--- DATA LISTING ---
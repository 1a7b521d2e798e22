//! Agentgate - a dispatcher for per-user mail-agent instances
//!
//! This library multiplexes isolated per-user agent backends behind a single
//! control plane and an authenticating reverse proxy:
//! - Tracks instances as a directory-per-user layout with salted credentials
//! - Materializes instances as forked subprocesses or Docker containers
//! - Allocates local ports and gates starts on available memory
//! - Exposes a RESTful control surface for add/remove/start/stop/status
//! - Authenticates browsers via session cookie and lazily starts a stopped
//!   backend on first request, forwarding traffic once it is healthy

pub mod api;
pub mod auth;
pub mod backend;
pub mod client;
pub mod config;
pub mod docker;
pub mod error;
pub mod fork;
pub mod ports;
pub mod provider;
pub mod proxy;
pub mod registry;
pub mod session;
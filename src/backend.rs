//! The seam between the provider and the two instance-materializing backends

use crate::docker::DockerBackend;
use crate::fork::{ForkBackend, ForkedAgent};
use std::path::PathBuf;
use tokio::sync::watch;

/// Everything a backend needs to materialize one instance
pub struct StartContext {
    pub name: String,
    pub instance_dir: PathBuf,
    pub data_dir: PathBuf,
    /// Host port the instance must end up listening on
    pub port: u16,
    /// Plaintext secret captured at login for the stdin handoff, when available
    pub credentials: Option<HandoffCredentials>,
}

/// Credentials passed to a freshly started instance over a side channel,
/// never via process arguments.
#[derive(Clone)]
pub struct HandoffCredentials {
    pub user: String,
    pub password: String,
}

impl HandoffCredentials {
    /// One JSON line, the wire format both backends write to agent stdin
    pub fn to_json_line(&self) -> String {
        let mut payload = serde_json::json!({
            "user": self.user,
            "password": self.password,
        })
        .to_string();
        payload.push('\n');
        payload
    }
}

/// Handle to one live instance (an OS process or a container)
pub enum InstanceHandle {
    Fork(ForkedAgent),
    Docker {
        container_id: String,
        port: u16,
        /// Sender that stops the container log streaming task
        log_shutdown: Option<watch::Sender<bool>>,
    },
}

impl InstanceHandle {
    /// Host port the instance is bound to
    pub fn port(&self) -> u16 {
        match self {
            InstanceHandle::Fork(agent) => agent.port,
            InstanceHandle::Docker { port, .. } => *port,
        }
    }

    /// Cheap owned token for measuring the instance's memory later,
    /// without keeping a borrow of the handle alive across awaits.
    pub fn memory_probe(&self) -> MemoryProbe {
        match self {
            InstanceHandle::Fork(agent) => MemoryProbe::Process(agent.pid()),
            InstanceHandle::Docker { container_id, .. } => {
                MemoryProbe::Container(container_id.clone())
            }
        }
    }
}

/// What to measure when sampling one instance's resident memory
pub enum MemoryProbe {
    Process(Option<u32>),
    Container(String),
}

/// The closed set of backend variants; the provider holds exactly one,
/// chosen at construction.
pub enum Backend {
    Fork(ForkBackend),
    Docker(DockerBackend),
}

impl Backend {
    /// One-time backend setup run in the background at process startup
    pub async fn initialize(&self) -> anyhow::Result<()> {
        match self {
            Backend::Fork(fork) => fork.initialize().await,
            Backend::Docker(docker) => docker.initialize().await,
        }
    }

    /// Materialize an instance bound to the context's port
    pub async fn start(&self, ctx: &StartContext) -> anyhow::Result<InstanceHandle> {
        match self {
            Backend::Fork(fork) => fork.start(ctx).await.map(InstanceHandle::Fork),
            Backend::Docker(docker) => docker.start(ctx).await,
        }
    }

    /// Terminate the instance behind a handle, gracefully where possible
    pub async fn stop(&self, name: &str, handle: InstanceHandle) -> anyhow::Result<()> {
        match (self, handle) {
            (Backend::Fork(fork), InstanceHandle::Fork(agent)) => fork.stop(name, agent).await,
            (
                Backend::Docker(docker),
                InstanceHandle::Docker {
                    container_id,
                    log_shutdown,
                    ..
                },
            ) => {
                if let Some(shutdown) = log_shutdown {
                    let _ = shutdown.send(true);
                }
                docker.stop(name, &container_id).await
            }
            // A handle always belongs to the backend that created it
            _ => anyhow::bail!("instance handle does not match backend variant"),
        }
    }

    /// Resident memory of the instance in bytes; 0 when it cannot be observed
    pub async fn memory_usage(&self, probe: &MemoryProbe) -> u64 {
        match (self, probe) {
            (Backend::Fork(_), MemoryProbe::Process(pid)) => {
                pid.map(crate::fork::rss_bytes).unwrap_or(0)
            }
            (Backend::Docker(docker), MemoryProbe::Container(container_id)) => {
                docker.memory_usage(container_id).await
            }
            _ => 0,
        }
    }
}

--- YOUR OBJECTIVE ---
Reproduce exactly the lines that run from the start of the records to the line with "control plane and", both included.

--- THE COMPLETED TASK ---
repository 1a7b521d2e798e22
//! Agentgate - a dispatcher for per-user mail-agent instances
//!
//! This library multiplexes isolated per-user agent backends behind a single
//! control plane and an authenticating reverse proxy:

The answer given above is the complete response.